--- Task requirements ---
A faithful transcription of the entries below is required.

[Saved data entries]
------------------------------------

//! Invariants of the synthesized market data.

use crate::market::{self, BOOK_DEPTH, HISTORY_DAYS, TRADE_COUNT};
use rand::rngs::StdRng;
use rand::SeedableRng;

fn snapshot(seed: u64, price: f64) -> market::MarketSnapshot {
    let mut rng = StdRng::seed_from_u64(seed);
    market::synthesize_with(&mut rng, price)
}

#[test]
fn test_snapshot_dimensions() {
    let snap = snapshot(1, 1.25);
    assert_eq!(snap.history.len(), HISTORY_DAYS);
    assert_eq!(snap.asks.len(), BOOK_DEPTH);
    assert_eq!(snap.bids.len(), BOOK_DEPTH);
    assert_eq!(snap.trades.len(), TRADE_COUNT);
}

#[test]
fn test_asks_ascend_and_bids_descend() {
    for seed in 0..20 {
        let snap = snapshot(seed, 1.25);
        for pair in snap.asks.windows(2) {
            assert!(pair[0].price <= pair[1].price, "asks out of order");
        }
        for pair in snap.bids.windows(2) {
            assert!(pair[0].price >= pair[1].price, "bids out of order");
        }
    }
}

#[test]
fn test_book_straddles_current_price() {
    for seed in 0..20 {
        let snap = snapshot(seed, 2.0);
        assert!(snap.asks[0].price > 2.0);
        assert!(snap.bids[0].price < 2.0);
    }
}

#[test]
fn test_prices_never_negative() {
    for seed in 0..20 {
        let snap = snapshot(seed, 0.01);
        assert!(snap.history.iter().all(|p| *p >= 0.0));
        assert!(snap.bids.iter().all(|l| l.price >= 0.0));
    }
}

#[test]
fn test_level_totals_match_price_times_size() {
    let snap = snapshot(3, 1.25);
    for level in snap.asks.iter().chain(snap.bids.iter()) {
        assert!((level.total - level.price * level.size as f64).abs() < 1e-9);
    }
    for trade in &snap.trades {
        assert!((trade.value - trade.price * trade.size as f64).abs() < 1e-9);
    }
}

#[test]
fn test_same_seed_same_snapshot() {
    assert_eq!(snapshot(42, 1.25), snapshot(42, 1.25));
}

#[test]
fn test_validate_quantity() {
    assert_eq!(market::validate_quantity("100"), Ok(100.0));
    assert_eq!(market::validate_quantity(" 2.5 "), Ok(2.5));
    assert_eq!(
        market::validate_quantity("0"),
        Err("Quantity must be greater than zero".to_string())
    );
    assert_eq!(
        market::validate_quantity("-5"),
        Err("Quantity must be greater than zero".to_string())
    );
    assert_eq!(
        market::validate_quantity("abc"),
        Err("Enter a numeric quantity".to_string())
    );
    assert_eq!(
        market::validate_quantity(""),
        Err("Enter a numeric quantity".to_string())
    );
}
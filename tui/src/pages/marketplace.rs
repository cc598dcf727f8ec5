//! Marketplace page: browse investment opportunities.

use crate::app::LoadState;
use crate::widgets;
use ledgerwatch_core::format::{format_usd, group_thousands};
use ledgerwatch_core::model::Opportunity;
use ratatui::layout::{Constraint, Rect};
use ratatui::style::{Color, Style, Stylize};
use ratatui::text::Line;
use ratatui::widgets::{Row, Table};
use ratatui::Frame;

#[derive(Default)]
pub struct MarketplacePage {
    pub list: LoadState<Vec<Opportunity>>,
    pub selected: usize,
    generation: u64,
}

impl MarketplacePage {
    pub fn generation(&self) -> u64 {
        self.generation
    }

    pub fn bump(&mut self) -> u64 {
        self.generation += 1;
        self.generation
    }

    pub fn apply(&mut self, list: Vec<Opportunity>) {
        if self.selected >= list.len() {
            self.selected = list.len().saturating_sub(1);
        }
        self.list = LoadState::Loaded(list);
    }

    pub fn move_selection(&mut self, delta: i64) {
        let len = self.list.as_loaded().map_or(0, Vec::len);
        if len == 0 {
            return;
        }
        let next = self.selected as i64 + delta;
        self.selected = next.clamp(0, len as i64 - 1) as usize;
    }

    pub fn selected_id(&self) -> Option<String> {
        self.list
            .as_loaded()
            .and_then(|list| list.get(self.selected))
            .map(|o| o.id.clone())
    }

    pub fn render(&self, frame: &mut Frame, area: Rect) {
        let block = widgets::card("Marketplace - tokenized companies");
        let inner = block.inner(area);
        frame.render_widget(block, area);

        let list = match &self.list {
            LoadState::Loaded(list) if !list.is_empty() => list,
            LoadState::Loaded(_) => {
                return widgets::render_notice(frame, inner, "No opportunities listed yet");
            }
            LoadState::Loading | LoadState::NotLoaded => {
                return widgets::render_notice(frame, inner, "Loading opportunities...");
            }
            LoadState::Error(message) => {
                return widgets::render_notice(frame, inner, message);
            }
        };

        let rows = list.iter().enumerate().map(|(i, o)| {
            let row = Row::new(vec![
                Line::from(o.name.clone()),
                Line::from(o.symbol.clone()).bold(),
                Line::from(o.description.clone()).dim(),
                Line::from(format_usd(o.valuation)),
                Line::from(group_thousands(o.token_supply)),
                Line::from(format!("{:.0}%", o.liquidity_percent)),
            ]);
            if i == self.selected {
                row.style(Style::new().bg(Color::DarkGray))
            } else {
                row
            }
        });

        let table = Table::new(
            rows,
            [
                Constraint::Length(24),
                Constraint::Length(8),
                Constraint::Min(20),
                Constraint::Length(15),
                Constraint::Length(13),
                Constraint::Length(10),
            ],
        )
        .header(
            Row::new(vec!["Company", "Symbol", "Description", "Valuation", "Supply", "Liquidity"])
                .dim(),
        );
        frame.render_widget(table, inner);
    }
}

------------------------------------

--- Written response ---
//! Invariants of the synthesized market data.

use crate::market::{self, BOOK_DEPTH, HISTORY_DAYS, TRADE_COUNT};
use rand::rngs::StdRng;
use rand::SeedableRng;

fn snapshot(seed: u64, price: f64) -> market::MarketSnapshot {
    let mut rng = StdRng::seed_from_u64(seed);
    market::synthesize_with(&mut rng, price)
}

#[test]
fn test_snapshot_dimensions() {
    let snap = snapshot(1, 1.25);
    assert_eq!(snap.history.len(), HISTORY_DAYS);
    assert_eq!(snap.asks.len(), BOOK_DEPTH);
    assert_eq!(snap.bids.len(), BOOK_DEPTH);
    assert_eq!(snap.trades.len(), TRADE_COUNT);
}

#[test]
fn test_asks_ascend_and_bids_descend() {
    for seed in 0..20 {
        let snap = snapshot(seed, 1.25);
        for pair in snap.asks.windows(2) {
            assert!(pair[0].price <= pair[1].price, "asks out of order");
        }
        for pair in snap.bids.windows(2) {
            assert!(pair[0].price >= pair[1].price, "bids out of order");
        }
    }
}

#[test]
fn test_book_straddles_current_price() {
    for seed in 0..20 {
        let snap = snapshot(seed, 2.0);
        assert!(snap.asks[0].price > 2.0);
        assert!(snap.bids[0].price < 2.0);
    }
}

#[test]
fn test_prices_never_negative() {
    for seed in 0..20 {
        let snap = snapshot(seed, 0.01);
        assert!(snap.history.iter().all(|p| *p >= 0.0));
        assert!(snap.bids.iter().all(|l| l.price >= 0.0));
    }
}

#[test]
fn test_level_totals_match_price_times_size() {
    let snap = snapshot(3, 1.25);
    for level in snap.asks.iter().chain(snap.bids.iter()) {
        assert!((level.total - level.price * level.size as f64).abs() < 1e-9);
    }
    for trade in &snap.trades {
        assert!((trade.value - trade.price * trade.size as f64).abs() < 1e-9);
    }
}

#[test]
fn test_same_seed_same_snapshot() {
    assert_eq!(snapshot(42, 1.25), snapshot(42, 1.25));
}

#[test]
fn test_validate_quantity() {
    assert_eq!(market::validate_quantity("100"), Ok(100.0));
    assert_eq!(market::validate_quantity(" 2.5 "), Ok(2.5));
    assert_eq!(
        market::validate_quantity("0"),
        Err("Quantity must be greater than zero".to_string())
    );
    assert_eq!(
        market::validate_quantity("-5"),
        Err("Quantity must be greater than zero".to_string())
    );
    assert_eq!(
        market::validate_quantity("abc"),
        Err("Enter a numeric quantity".to_string())
    );
    assert_eq!(
        market::validate_quantity(""),
        Err("Enter a numeric quantity".to_string())
    );
}
filename tui/src/pages/marketplace.rs
repository cc598dcf727f8ec5
//! Marketplace page: browse investment opportunities.

use crate::app::LoadState;
use crate::widgets;
use ledgerwatch_core::format::{format_usd, group_thousands};
use ledgerwatch_core::model::Opportunity;
use ratatui::layout::{Constraint, Rect};
use ratatui::style::{Color, Style, Stylize};
use ratatui::text::Line;
use ratatui::widgets::{Row, Table};
use ratatui::Frame;

#[derive(Default)]
pub struct MarketplacePage {
    pub list: LoadState<Vec<Opportunity>>,
    pub selected: usize,
    generation: u64,
}

impl MarketplacePage {
    pub fn generation(&self) -> u64 {
        self.generation
    }

    pub fn bump(&mut self) -> u64 {
        self.generation += 1;
        self.generation
    }

    pub fn apply(&mut self, list: Vec<Opportunity>) {
        if self.selected >= list.len() {
            self.selected = list.len().saturating_sub(1);
        }
        self.list = LoadState::Loaded(list);
    }

    pub fn move_selection(&mut self, delta: i64) {
        let len = self.list.as_loaded().map_or(0, Vec::len);
        if len == 0 {
            return;
        }
        let next = self.selected as i64 + delta;
        self.selected = next.clamp(0, len as i64 - 1) as usize;
    }

    pub fn selected_id(&self) -> Option<String> {
        self.list
            .as_loaded()
            .and_then(|list| list.get(self.selected))
            .map(|o| o.id.clone())
    }

    pub fn render(&self, frame: &mut Frame, area: Rect) {
        let block = widgets::card("Marketplace - tokenized companies");
        let inner = block.inner(area);
        frame.render_widget(block, area);

        let list = match &self.list {
            LoadState::Loaded(list) if !list.is_empty() => list,
            LoadState::Loaded(_) => {
                return widgets::render_notice(frame, inner, "No opportunities listed yet");
            }
            LoadState::Loading | LoadState::NotLoaded => {
                return widgets::render_notice(frame, inner, "Loading opportunities...");
            }
            LoadState::Error(message) => {
                return widgets::render_notice(frame, inner, message);
            }
        };

        let rows = list.iter().enumerate().map(|(i, o)| {
            let row = Row::new(vec![
                Line::from(o.name.clone()),
                Line::from(o.symbol.clone()).bold(),
                Line::from(o.description.clone()).dim(),
                Line::from(format_usd(o.valuation)),
                Line::from(group_thousands(o.token_supply)),
                Line::from(format!("{:.0}%", o.liquidity_percent)),
            ]);
            if i == self.selected {
                row.style(Style::new().bg(Color::DarkGray))
            } else {
                row
            }
        });

        let table = Table::new(
            rows,
            [
                Constraint::Length(24),
                Constraint::Length(8),
                Constraint::Min(20),
                Constraint::Length(15),
                Constraint::Length(13),
                Constraint::Length(10),
            ],
        )
        .header(
            Row::new(vec!["Company", "Symbol", "Description", "Valuation", "Supply", "Liquidity"])
                .dim(),
        );
        frame.render_widget(table, inner);
    }
}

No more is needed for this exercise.